Stored data
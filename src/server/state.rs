use axum::extract::FromRef;

use crate::ranking::{ScanOrchestrator, VibeRanker};
use crate::vibe_store::VibeStore;
use std::sync::Arc;
use std::time::Instant;

use super::ServerConfig;

pub type GuardedVibeStore = Arc<dyn VibeStore>;

#[derive(Clone)]
pub struct ServerState {
    pub config: ServerConfig,
    pub start_time: Instant,
    pub vibe_store: GuardedVibeStore,
    pub orchestrator: ScanOrchestrator,
}

impl ServerState {
    pub fn new(config: ServerConfig, vibe_store: GuardedVibeStore) -> Self {
        let orchestrator = ScanOrchestrator::new(VibeRanker::new(vibe_store.clone()));
        ServerState {
            config,
            start_time: Instant::now(),
            vibe_store,
            orchestrator,
        }
    }
}

impl FromRef<ServerState> for GuardedVibeStore {
    fn from_ref(input: &ServerState) -> Self {
        input.vibe_store.clone()
    }
}

impl FromRef<ServerState> for ServerConfig {
    fn from_ref(input: &ServerState) -> Self {
        input.config.clone()
    }
}

impl FromRef<ServerState> for ScanOrchestrator {
    fn from_ref(input: &ServerState) -> Self {
        input.orchestrator.clone()
    }
}
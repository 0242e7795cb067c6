mod bounding_box;
pub mod distance;
mod grid;

pub use bounding_box::BoundingBox;
pub use distance::{diagonal_miles, expand_radius, great_circle_miles};
pub use grid::{integer_sqrt, GridCells, GridPartitioner, GridSpec, DEFAULT_ALLOWED_DIVISIONS};
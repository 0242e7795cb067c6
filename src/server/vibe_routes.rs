//! `/api/vibe` handlers: trending queries and play reports.

use axum::{
    extract::{rejection::JsonRejection, Query, State},
    http::StatusCode,
    response::{IntoResponse, Response},
    Json,
};
use serde::Serialize;
use serde_json::json;
use tracing::{debug, error, warn};

use super::state::{GuardedVibeStore, ServerState};
use crate::error::VibeError;
use crate::geo::{BoundingBox, GridSpec};
use crate::ranking::{CellRanking, ScanRequest, VibeQuery};
use crate::vibe_store::VibeReport;

impl IntoResponse for VibeError {
    fn into_response(self) -> Response {
        let status = if self.is_client_error() {
            debug!("Rejected request: {}", self);
            StatusCode::BAD_REQUEST
        } else {
            error!("{}", self);
            StatusCode::INTERNAL_SERVER_ERROR
        };
        (status, Json(json!({ "error": self.to_string() }))).into_response()
    }
}

fn join_error(err: tokio::task::JoinError) -> Response {
    error!("Blocking task failed: {}", err);
    StatusCode::INTERNAL_SERVER_ERROR.into_response()
}

#[derive(Serialize)]
struct ScanResponse {
    region: BoundingBox,
    divisions: u32,
    window_days: f64,
    cells: Vec<CellRanking>,
}

pub async fn get_vibes(State(state): State<ServerState>, Query(query): Query<VibeQuery>) -> Response {
    let request = match ScanRequest::from_query(&query, &state.config.ranking) {
        Ok(request) => request,
        Err(err) => return err.into_response(),
    };

    let grid = request.grid.unwrap_or_else(GridSpec::single);
    let orchestrator = state.orchestrator.clone();
    let scan = tokio::task::spawn_blocking(move || {
        orchestrator
            .scan(&request.region, grid, request.window, &request.limits)
            .map(|cells| ScanResponse {
                region: request.region,
                divisions: grid.divisions(),
                window_days: request.window.as_secs_f64() / 86_400.0,
                cells,
            })
    })
    .await;

    match scan {
        Ok(Ok(response)) => Json(response).into_response(),
        Ok(Err(err)) => err.into_response(),
        Err(err) => join_error(err),
    }
}

pub async fn post_vibe(
    State(vibe_store): State<GuardedVibeStore>,
    payload: Result<Json<VibeReport>, JsonRejection>,
) -> Response {
    let report = match payload {
        Ok(Json(report)) => report,
        Err(rejection) => {
            warn!("Malformed vibe report: {}", rejection.body_text());
            return VibeError::InvalidParameter(rejection.body_text()).into_response();
        }
    };
    if let Err(err) = report.validate() {
        return err.into_response();
    }

    let seen_at = chrono::Utc::now().timestamp_millis();
    let recorded =
        tokio::task::spawn_blocking(move || vibe_store.record_vibe(&report, seen_at)).await;

    match recorded {
        Ok(Ok(event)) => (StatusCode::CREATED, Json(event)).into_response(),
        Ok(Err(err)) => VibeError::StoreUnavailable(err).into_response(),
        Err(err) => join_error(err),
    }
}
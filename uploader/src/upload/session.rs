//! State of one resumable upload session.
//!
//! ```text
//! Initiated ──ack──▶ InProgress(offset) ──ack──▶ InProgress(offset') ──complete──▶ Completed
//!     │                     │
//!     └───────fail──────────┴──────────────────────────────────────────────────▶ Failed
//! ```
//!
//! Transitions never move backwards and never leave a terminal state. A rejected transition
//! leaves the session exactly as it was.

use crate::youtube_api::SessionHandle;

#[derive(Debug, Clone, PartialEq, Eq)]
pub enum SessionStatus {
    /// The platform has issued a session handle; no bytes have been acknowledged.
    Initiated,
    /// `offset` bytes have been acknowledged.
    InProgress { offset: u64 },
    /// Every byte has been acknowledged and the platform assigned `video_id`.
    Completed { video_id: String },
    Failed { reason: String },
}

impl SessionStatus {
    pub fn is_terminal(&self) -> bool {
        matches!(
            self,
            SessionStatus::Completed { .. } | SessionStatus::Failed { .. }
        )
    }
}

#[derive(Debug, Clone, PartialEq, Eq, thiserror::Error)]
pub enum SessionError {
    #[error("session is already {0:?}")]
    Terminal(SessionStatus),

    #[error("acknowledgement went backwards from {acknowledged} to {received} bytes")]
    Regressed { acknowledged: u64, received: u64 },

    #[error("acknowledgement of {received} bytes exceeds the {total} byte upload")]
    Overflow { received: u64, total: u64 },
}

#[derive(Debug, Clone)]
pub struct UploadSession {
    handle: SessionHandle,
    total_length: u64,
    acknowledged: u64,
    status: SessionStatus,
}

impl UploadSession {
    pub fn new(handle: SessionHandle, total_length: u64) -> Self {
        Self {
            handle,
            total_length,
            acknowledged: 0,
            status: SessionStatus::Initiated,
        }
    }

    pub fn handle(&self) -> &SessionHandle {
        &self.handle
    }

    pub fn total_length(&self) -> u64 {
        self.total_length
    }

    /// Cumulative bytes the platform has acknowledged; also the offset of the next byte to send.
    pub fn acknowledged(&self) -> u64 {
        self.acknowledged
    }

    pub fn remaining(&self) -> u64 {
        self.total_length - self.acknowledged
    }

    pub fn status(&self) -> &SessionStatus {
        &self.status
    }

    fn ensure_open(&self) -> Result<(), SessionError> {
        if self.status.is_terminal() {
            return Err(SessionError::Terminal(self.status.clone()));
        }
        Ok(())
    }

    /// Records that the platform has persisted `received` bytes.
    ///
    /// Re-acknowledging the current offset is allowed (the platform made no progress).
    pub fn acknowledge(&mut self, received: u64) -> Result<(), SessionError> {
        self.ensure_open()?;
        if received < self.acknowledged {
            return Err(SessionError::Regressed {
                acknowledged: self.acknowledged,
                received,
            });
        }
        if received > self.total_length {
            return Err(SessionError::Overflow {
                received,
                total: self.total_length,
            });
        }
        self.acknowledged = received;
        self.status = SessionStatus::InProgress { offset: received };
        Ok(())
    }

    /// Records the final acknowledgement, which covers every byte of the upload.
    pub fn complete(&mut self, video_id: String) -> Result<(), SessionError> {
        self.ensure_open()?;
        self.acknowledged = self.total_length;
        self.status = SessionStatus::Completed { video_id };
        Ok(())
    }

    pub fn fail(&mut self, reason: impl Into<String>) -> Result<(), SessionError> {
        self.ensure_open()?;
        self.status = SessionStatus::Failed {
            reason: reason.into(),
        };
        Ok(())
    }
}

#[cfg(test)]
mod tests {
    use super::*;
    use pretty_assertions::assert_eq;

    fn session(total: u64) -> UploadSession {
        UploadSession::new(SessionHandle::new("https://upload.example/session"), total)
    }

    #[test]
    fn happy_path() {
        let mut s = session(100);
        assert_eq!(s.status(), &SessionStatus::Initiated);
        assert_eq!(s.acknowledged(), 0);

        s.acknowledge(40).unwrap();
        assert_eq!(s.status(), &SessionStatus::InProgress { offset: 40 });
        assert_eq!(s.remaining(), 60);

        s.acknowledge(40).unwrap();
        s.acknowledge(80).unwrap();
        s.complete("abc123".into()).unwrap();
        assert_eq!(
            s.status(),
            &SessionStatus::Completed {
                video_id: "abc123".into()
            }
        );
        assert_eq!(s.acknowledged(), s.total_length());
    }

    #[test]
    fn acknowledgement_never_regresses() {
        let mut s = session(100);
        s.acknowledge(50).unwrap();
        assert_eq!(
            s.acknowledge(49),
            Err(SessionError::Regressed {
                acknowledged: 50,
                received: 49
            })
        );
        assert_eq!(s.acknowledged(), 50);
        assert_eq!(s.status(), &SessionStatus::InProgress { offset: 50 });
    }

    #[test]
    fn acknowledgement_never_exceeds_total() {
        let mut s = session(100);
        assert_eq!(
            s.acknowledge(101),
            Err(SessionError::Overflow {
                received: 101,
                total: 100
            })
        );
        assert_eq!(s.status(), &SessionStatus::Initiated);
        s.acknowledge(100).unwrap();
    }

    #[test]
    fn terminal_states_are_final() {
        let mut s = session(10);
        s.complete("id".into()).unwrap();
        assert!(matches!(s.acknowledge(10), Err(SessionError::Terminal(_))));
        assert!(matches!(s.fail("late"), Err(SessionError::Terminal(_))));
        assert!(matches!(
            s.complete("other".into()),
            Err(SessionError::Terminal(_))
        ));

        let mut s = session(10);
        s.acknowledge(5).unwrap();
        s.fail("boom").unwrap();
        assert!(s.status().is_terminal());
        assert!(matches!(s.acknowledge(6), Err(SessionError::Terminal(_))));
        assert!(matches!(
            s.complete("id".into()),
            Err(SessionError::Terminal(_))
        ));
        assert_eq!(s.acknowledged(), 5);
    }

    #[test]
    fn fail_from_initiated() {
        let mut s = session(10);
        s.fail("rejected").unwrap();
        assert_eq!(
            s.status(),
            &SessionStatus::Failed {
                reason: "rejected".into()
            }
        );
    }
}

Task to complete
Repeat verbatim the opening run of entries, ending with the line that contains "pub fn new(config: ServerConfig, vibe_store: GuardedVibeStore)".

Finished task
filename src/server/state.rs
use axum::extract::FromRef;

use crate::ranking::{ScanOrchestrator, VibeRanker};
use crate::vibe_store::VibeStore;
use std::sync::Arc;
use std::time::Instant;

use super::ServerConfig;

pub type GuardedVibeStore = Arc<dyn VibeStore>;

#[derive(Clone)]
pub struct ServerState {
    pub config: ServerConfig,
    pub start_time: Instant,
    pub vibe_store: GuardedVibeStore,
    pub orchestrator: ScanOrchestrator,
}

impl ServerState {
    pub fn new(config: ServerConfig, vibe_store: GuardedVibeStore) -> Self {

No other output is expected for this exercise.